Sr. Quality Systems Specialist

Responsibilities:

• Provides oversight for the maintenance of quality programs, systems, processes and procedures that ensure compliance with policies and that the performance and quality of services conform to established internal and external standards and guidelines.
• Provides expertise and guidance in complying with policies, regulatory and/or governmental regulations, and internal regulations to assure compliance.
• Works directly with operating entities to provide process analyses oversight on a continuing basis to enforce requirements and meet regulations.
• Leads audit and inspection preparation, resolution of audit and inspection findings and liaises with auditing groups through all stages of the audits.
• Prepares reports and/or necessary documentation (e.g., Corrective and Preventative Actions) and provides to applicable stakeholders, both internal and external.
• Coordinates legal requests in support of government investigations or litigations.
• Ensures the quality assurance programs and policies are maintained and modified regularly.
• Facilitates uniform standards worldwide and enables best practice sharing, thereby fostering the achievement of company's mission globally.

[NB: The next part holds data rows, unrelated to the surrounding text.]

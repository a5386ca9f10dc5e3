//! Optimistic task-feed demo.
//!
//! Seeds an in-process task service for the viewer, activates the
//! configured categories, runs each mutation once and prints what every
//! feed holds afterwards. Configuration via CLI flags, environment
//! variables, or config file (`~/.config/taskfeed/config.toml`).
//!
//! ```bash
//! cargo run --bin taskfeed -- --viewer alice
//!
//! # Pair view with debug logging
//! TASKFEED_LOG=debug cargo run --bin taskfeed -- --viewer alice --subject bob
//! ```

use std::path::Path;
use std::process::ExitCode;
use std::sync::Arc;

use chrono::{DateTime, Duration, Utc};
use clap::Parser;
use tokio::sync::{mpsc, watch};
use tracing_appender::non_blocking::WorkerGuard;

use taskfeed::config::{CliArgs, ClientConfig};
use taskfeed::mutation::MutationCoordinator;
use taskfeed::observer::{ChannelObserver, FeedEvent};
use taskfeed::registry::FeedRegistry;
use taskfeed::transport::loopback::LoopbackService;
use taskfeed_proto::category::ViewingContext;
use taskfeed_proto::page::NewTask;
use taskfeed_proto::task::{
    CompletionRecord, Priority, Task, TaskId, TaskStatus, UserId, UserRef,
};

/// Second party used when no subject is configured.
const DEMO_COLLEAGUE: &str = "colleague";

#[tokio::main]
async fn main() -> ExitCode {
    let cli = CliArgs::parse();

    let config = match ClientConfig::load(&cli) {
        Ok(c) => c,
        Err(e) => {
            eprintln!("Warning: failed to load config file: {e}");
            ClientConfig::default()
        }
    };

    let _log_guard = init_logging(&cli.log_level, cli.log_file.as_deref());

    let context = match config.to_context() {
        Ok(context) => context,
        Err(e) => {
            eprintln!("error: {e}");
            return ExitCode::FAILURE;
        }
    };

    tracing::info!(%context, "taskfeed starting");
    run_demo(&config, context).await;
    tracing::info!("taskfeed exiting");
    ExitCode::SUCCESS
}

/// Initialize file-based logging.
///
/// Returns a [`WorkerGuard`] that must be held until shutdown to ensure all
/// buffered log entries are flushed.
fn init_logging(level: &str, file_path: Option<&Path>) -> Option<WorkerGuard> {
    let default_path = std::env::temp_dir().join("taskfeed.log");
    let log_path = file_path.unwrap_or(&default_path);

    let log_dir = log_path.parent()?;
    let file_name = log_path.file_name()?.to_str()?;

    let file_appender = tracing_appender::rolling::never(log_dir, file_name);
    let (non_blocking, guard) = tracing_appender::non_blocking(file_appender);

    let env_filter = tracing_subscriber::EnvFilter::try_from_default_env()
        .unwrap_or_else(|_| tracing_subscriber::EnvFilter::new(level));

    tracing_subscriber::fmt()
        .with_writer(non_blocking)
        .with_env_filter(env_filter)
        .with_ansi(false)
        .init();

    Some(guard)
}

/// Task ids the demo mutates.
struct Seeded {
    assigned_to_viewer: TaskId,
    delegated: TaskId,
    awaiting_confirmation: TaskId,
}

async fn run_demo(config: &ClientConfig, context: ViewingContext) {
    let now = Utc::now();
    let viewer = context.viewer().clone();
    let colleague = context
        .subject()
        .cloned()
        .unwrap_or_else(|| UserId::new(DEMO_COLLEAGUE));
    let (tasks, seeded) = seed_tasks(&viewer, &colleague, now);

    let service = Arc::new(LoopbackService::with_tasks(now, tasks));
    let (observer, mut events) = ChannelObserver::channel(config.event_buffer);
    let registry = Arc::new(
        FeedRegistry::new(context.clone(), Arc::clone(&service), config.to_registry_config())
            .with_observer(Arc::new(observer)),
    );
    let coordinator = MutationCoordinator::new(Arc::clone(&registry));

    for category in &config.categories {
        if let Err(e) = registry.activate(&context, *category).await {
            eprintln!("{category}: {e}");
        }
    }

    let (shutdown_tx, shutdown_rx) = watch::channel(false);
    let poller = {
        let registry = Arc::clone(&registry);
        let interval = config.poll_interval;
        tokio::spawn(async move { registry.run_poller(interval, shutdown_rx).await })
    };

    println!("viewing as {context}\n");
    print_feeds(&registry);

    report(
        "flag important",
        coordinator
            .toggle_importance(&context, &seeded.assigned_to_viewer)
            .await,
    );
    report(
        "complete",
        coordinator
            .toggle_completion(&context, &seeded.assigned_to_viewer)
            .await,
    );
    report(
        "send back",
        coordinator
            .reassign(&context, &seeded.awaiting_confirmation, None)
            .await,
    );

    service.fail_next_patch();
    report(
        "flag important (service down)",
        coordinator.toggle_importance(&context, &seeded.delegated).await,
    );

    let fields = NewTask {
        title: "Write release notes".to_string(),
        description: None,
        due_at: now,
        priority: Priority::Medium,
        author: UserRef::new(viewer.as_str(), viewer.as_str()),
        assignee: UserRef::new(viewer.as_str(), viewer.as_str()),
    };
    report("create", coordinator.create_task(&context, &fields).await);

    println!();
    print_feeds(&registry);

    let _ = shutdown_tx.send(true);
    if let Err(e) = poller.await {
        tracing::warn!(error = %e, "poller task failed");
    }
    drain_events(&mut events);
}

fn report<E: std::fmt::Display>(action: &str, result: Result<Task, E>) {
    match result {
        Ok(task) => println!("{action:<32} ok    {} ({})", task.title, task.status),
        Err(e) => println!("{action:<32} error {e}"),
    }
}

fn print_feeds(registry: &FeedRegistry<LoopbackService>) {
    for category in &registry.config().categories {
        let Some(state) = registry.feed_state(*category) else {
            continue;
        };
        let pending = registry.pending_tasks(*category).len();
        let more = if state.has_more { ", more available" } else { "" };
        println!(
            "{:<20} {:>3} tasks, {pending} pending (page {}{more})",
            category.as_str(),
            state.len,
            state.cursor
        );
    }
}

fn drain_events(events: &mut mpsc::Receiver<FeedEvent>) {
    while let Ok(event) = events.try_recv() {
        match event {
            FeedEvent::MutationFailed { task_id, reason } => {
                println!("event: mutation on {task_id} failed: {reason}");
            }
            FeedEvent::FetchFailed { category, reason } => {
                println!("event: loading {category} failed: {reason}");
            }
        }
    }
}

fn seed_tasks(viewer: &UserId, colleague: &UserId, now: DateTime<Utc>) -> (Vec<Task>, Seeded) {
    let me = UserRef::new(viewer.as_str(), viewer.as_str());
    let them = UserRef::new(colleague.as_str(), colleague.as_str());
    let task = |title: &str, author: &UserRef, assignee: &UserRef, due_in_days: i64| Task {
        id: TaskId::new(),
        title: title.to_string(),
        description: None,
        status: TaskStatus::Pending,
        due_at: now + Duration::days(due_in_days),
        priority: Priority::Medium,
        author: author.clone(),
        assignee: assignee.clone(),
        important_by: Vec::new(),
        completed_by: Vec::new(),
        history: Vec::new(),
        created_at: now - Duration::days(7),
        updated_at: now - Duration::days(7),
    };

    let review = task("Review pull request", &them, &me, 0);
    let renew = task("Renew passport", &me, &me, -2);
    let plants = task("Water plants", &me, &me, 1);
    let offsite = task("Plan offsite", &me, &them, 3);
    let mut slides = task("Draft quarterly slides", &me, &them, -1);
    slides.completed_by.push(CompletionRecord::new(colleague.clone()));

    let seeded = Seeded {
        assigned_to_viewer: review.id.clone(),
        delegated: offsite.id.clone(),
        awaiting_confirmation: slides.id.clone(),
    };
    (vec![review, renew, plants, offsite, slides], seeded)
}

• Responsible for planning, organizing, and editing a variety of RFAIs associated with software, hardware, labeling, post-market vigilance and technical documentation. Coordinate interactions with worldwide competent authorities, notified bodies and international government authorities.

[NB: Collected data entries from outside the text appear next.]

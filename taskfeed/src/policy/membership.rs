//! Category membership rules.
//!
//! [`MembershipPolicy::still_belongs`] is consulted after a reclassifying
//! mutation to decide whether a feed keeps its copy of the task.
//! [`MembershipPolicy::admits`] places a freshly created task into feeds
//! that are already loaded. Server-confirmed categories such as
//! [`Category::NeedsFinishing`] keep the task by default; callers can
//! install their own rule per category.

use std::collections::HashMap;
use std::sync::Arc;

use chrono::{DateTime, Utc};
use taskfeed_proto::category::{Category, ViewingContext};
use taskfeed_proto::task::{Task, TaskStatus, UserId};

use super::view_filter::is_pending_for_viewer;

/// Decides which categories a task belongs to from the client's point of view.
pub trait MembershipPolicy: Send + Sync {
    /// Whether a feed for `category` should keep `task` after a local mutation.
    fn still_belongs(&self, task: &Task, category: Category, context: &ViewingContext) -> bool;

    /// Whether a newly created `task` should be inserted into a loaded feed
    /// for `category`.
    fn admits(
        &self,
        task: &Task,
        category: Category,
        context: &ViewingContext,
        now: DateTime<Utc>,
    ) -> bool;
}

/// Rule installed for a single category, overriding the default.
pub type MembershipRule = Arc<dyn Fn(&Task, &ViewingContext) -> bool + Send + Sync>;

/// Default client-side membership rules.
#[derive(Clone, Default)]
pub struct DefaultMembership {
    overrides: HashMap<Category, MembershipRule>,
}

impl std::fmt::Debug for DefaultMembership {
    fn fmt(&self, f: &mut std::fmt::Formatter<'_>) -> std::fmt::Result {
        f.debug_struct("DefaultMembership")
            .field("overrides", &self.overrides.keys().collect::<Vec<_>>())
            .finish()
    }
}

impl DefaultMembership {
    #[must_use]
    pub fn new() -> Self {
        Self::default()
    }

    /// Replaces the `still_belongs` rule for `category`.
    #[must_use]
    pub fn with_rule(
        mut self,
        category: Category,
        rule: impl Fn(&Task, &ViewingContext) -> bool + Send + Sync + 'static,
    ) -> Self {
        self.overrides.insert(category, Arc::new(rule));
        self
    }
}

/// Whether `task` is between the parties the context is about.
fn involves(task: &Task, context: &ViewingContext) -> bool {
    match context {
        ViewingContext::Personal { viewer } => &task.assignee.id == viewer,
        ViewingContext::Pair { viewer, subject } => {
            let parties = (&task.author.id, &task.assignee.id);
            parties == (viewer, subject) || parties == (subject, viewer)
        }
    }
}

fn pending_for(task: &Task, viewer: &UserId) -> bool {
    task.status == TaskStatus::Pending && is_pending_for_viewer(task, viewer)
}

impl MembershipPolicy for DefaultMembership {
    fn still_belongs(&self, task: &Task, category: Category, context: &ViewingContext) -> bool {
        if let Some(rule) = self.overrides.get(&category) {
            return rule(task, context);
        }
        match category {
            Category::Today
            | Category::Overdue
            | Category::Upcoming
            | Category::AssignedToOthers => pending_for(task, context.viewer()),
            Category::Completed => task.status == TaskStatus::Completed,
            Category::Workload | Category::NeedsFinishing => true,
        }
    }

    fn admits(
        &self,
        task: &Task,
        category: Category,
        context: &ViewingContext,
        now: DateTime<Utc>,
    ) -> bool {
        let viewer = context.viewer();
        let today = now.date_naive();
        let due = task.due_at.date_naive();
        match category {
            Category::Today => involves(task, context) && pending_for(task, viewer) && due == today,
            Category::Overdue => {
                involves(task, context) && pending_for(task, viewer) && due < today
            }
            Category::Upcoming => {
                involves(task, context) && pending_for(task, viewer) && due > today
            }
            Category::AssignedToOthers => {
                &task.author.id == viewer
                    && &task.assignee.id != viewer
                    && context.subject().is_none_or(|subject| &task.assignee.id == subject)
                    && pending_for(task, viewer)
            }
            Category::Workload => involves(task, context),
            Category::Completed => involves(task, context) && task.status == TaskStatus::Completed,
            Category::NeedsFinishing => false,
        }
    }
}
impl RegistryConfig {
    /// Renders the endpoint for one page of `category` in `context`.
    ///
    /// # Errors
    ///
    /// Returns [`FeedError::Endpoint`] if `base_url` or the rendered
    /// template is not a valid URL.
    pub fn endpoint(
        &self,
        category: Category,
        context: &ViewingContext,
        page: u32,
    ) -> Result<Url, FeedError> {
        let template = self
            .endpoints
            .get(&category)
            .map_or(DEFAULT_ENDPOINT_TEMPLATE, String::as_str);
        let path = template
            .replace("{category}", category.as_str())
            .replace("{viewer}", context.viewer().as_str())
            .replace("{subject}", context.subject().map_or("", |s| s.as_str()));
        let mut url = Url::parse(&self.base_url)
            .and_then(|base| base.join(&path))
            .map_err(|source| FeedError::Endpoint { category, source })?;
        {
            let mut query = url.query_pairs_mut();
            query.append_pair("viewer", context.viewer().as_str());
            if let Some(subject) = context.subject() {
                query.append_pair("subject", subject.as_str());
            }
            query.append_pair("page", &page.to_string());
            query.append_pair("limit", &self.page_size.to_string());
        }
        Ok(url)
    }

    fn allows(&self, category: Category) -> bool {
        self.categories.contains(&category)
    }
}

/// Pre-mutation capture of every feed a mutation touched.
#[derive(Debug, Clone)]
pub struct MutationSnapshot {
    task_id: TaskId,
    token: u64,
    feeds: Vec<(Category, FeedSnapshot)>,
}

impl MutationSnapshot {
    /// The mutated task.
    #[must_use]
    pub const fn task_id(&self) -> &TaskId {
        &self.task_id
    }

    /// Categories whose feeds held the task before the mutation.
    #[must_use]
    pub fn categories(&self) -> Vec<Category> {
        self.feeds.iter().map(|(category, _)| *category).collect()
    }

    /// The task as it was before the mutation.
    #[must_use]
    pub fn previous(&self) -> Option<&Task> {
        self.feeds
            .iter()
            .find_map(|(_, snapshot)| snapshot.entry(&self.task_id))
    }
}

/// Result of an optimistic mutation.
#[derive(Debug, Clone)]
pub struct AppliedMutation {
    /// The new task state, taken from the active feed when it holds the task.
    pub task: Task,
    /// Capture used to roll the mutation back.
    pub snapshot: MutationSnapshot,
    /// Feeds the task was removed from by reclassification.
    pub removed_from: Vec<Category>,
}

#[derive(Debug)]
struct RegistryState {
    context: ViewingContext,
    /// Bumped on every context switch; loads from older tokens are stale.
    token: u64,
    feeds: HashMap<Category, CategoryFeed>,
    active: Option<Category>,
}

• Drive Quality Management System (QMS) & product continuous improvement through CAPA management. Elevate issues to management as appropriate.

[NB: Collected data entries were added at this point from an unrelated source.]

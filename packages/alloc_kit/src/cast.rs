/// Converts a [`UniquePtr`][crate::UniquePtr] or [`SharedPtr`][crate::SharedPtr] to a concrete
/// type into one to a trait object (or any other unsized view) that the type coerces to.
///
/// The conversion consumes the pointer and hands its ownership to the new one, so a shared
/// pointer's reference count does not change. To keep the original, upcast a clone:
/// `upcast!(ptr.clone(), dyn Trait)`. An empty pointer converts to an empty pointer.
///
/// The conversion is an implicit coercion, not an `as` cast, so only unsizing conversions
/// compile and the result always refers to the same object. Reinterpreting the object as an
/// unrelated type is rejected:
///
/// ```compile_fail
/// use alloc_kit::{UniquePtr, upcast};
///
/// let number = UniquePtr::new(0x0102_0304_u32).unwrap();
/// let bytes: UniquePtr<[u8; 4]> = upcast!(number, [u8; 4]);
/// ```
///
/// ```compile_fail
/// use alloc_kit::{SharedPtr, upcast};
///
/// let small = SharedPtr::new(7_u8).unwrap();
/// let large: SharedPtr<u64> = upcast!(small, u64);
/// ```
///
/// # Examples
///
/// ```
/// use std::fmt::Display;
///
/// use alloc_kit::{SharedPtr, UniquePtr, upcast};
///
/// let unique = UniquePtr::new(5_u8).unwrap();
/// let unique: UniquePtr<dyn Display> = upcast!(unique, dyn Display);
/// assert_eq!(unique.to_string(), "5");
///
/// let shared = SharedPtr::new(String::from("text")).unwrap();
/// let view: SharedPtr<dyn Display> = upcast!(shared.clone(), dyn Display);
/// assert_eq!(view.to_string(), "text");
/// assert_eq!(shared.reference_count(), 2);
/// ```
#[macro_export]
macro_rules! upcast {
    ($ptr:expr, $target:ty) => {{
        let ptr = $ptr;

        // SAFETY: The closure can only perform a coercion, and an unsizing coercion keeps the
        // address while attaching metadata.
        unsafe { ptr.__private_cast_dyn_with_fn(|raw| -> *mut $target { raw }) }
    }};
}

• Coach new CAPA owners through processes and best practice.
• Develop and maintain Compliance policies supporting the Risk Management program.
• Provide expertise and guidance in interpreting governmental risk regulations, agency guidelines and internal policies to assure compliance.
• Lead process improvement projects and assessment of quality plans.
• Support Management during external/internal inspections and participate in the management of external/internal inspections.
• Assist with external/internal audit preparation and responses to external / internal audit observations.
• Maintain working knowledge of domestic and international medical device regulations and guidance documents and their impact on client's operations.
• CAPA Management & Root Cause Analysis Tools
• Technical writing skillset experience writing and reviewing QMS related documentation for ISO 13485 and EU MDR compliance
• Product Service Quality experience preferred

Requirements:

• Bachelor's Degree in Engineering, Science or technical field with 5+ years of work experience in Engineering and/or Quality OR Master's Degree Engineering, Science or technical field with 3+ years of work experience in Engineering and/or Quality.
• Expertise in CAPA compliance & investigation techniques.
• Auditing experience to 21CFR820.30, 21CFR820.100, ISO13485, IS0 14971:2012, CMDR, the Medical Device Directive and MDSAP.
• Training in Risk Management, ISO 14971:2012, hazard analysis, and Design FMEA.
• Master's degree in Engineering, Program Management, or Compliance.
• Lead Auditor Certification to ISO 13485:2016.
• ASQ CQE, CQA, CSQE and/or CRE certification.
• Familiar with statistical software tools (Minitab, Stat Graphics, Statistica).
• Familiar with IEC 60601 and product specific industry standards.
• Excellent interpersonal and influence skills including efficient collaboration, effective negotiation, and creative problem solving.
• Strong technical experience in complex technology development programs including ability to understand technical information, discuss/decide on a wide array of engineering disciplines and technical/logistical issues.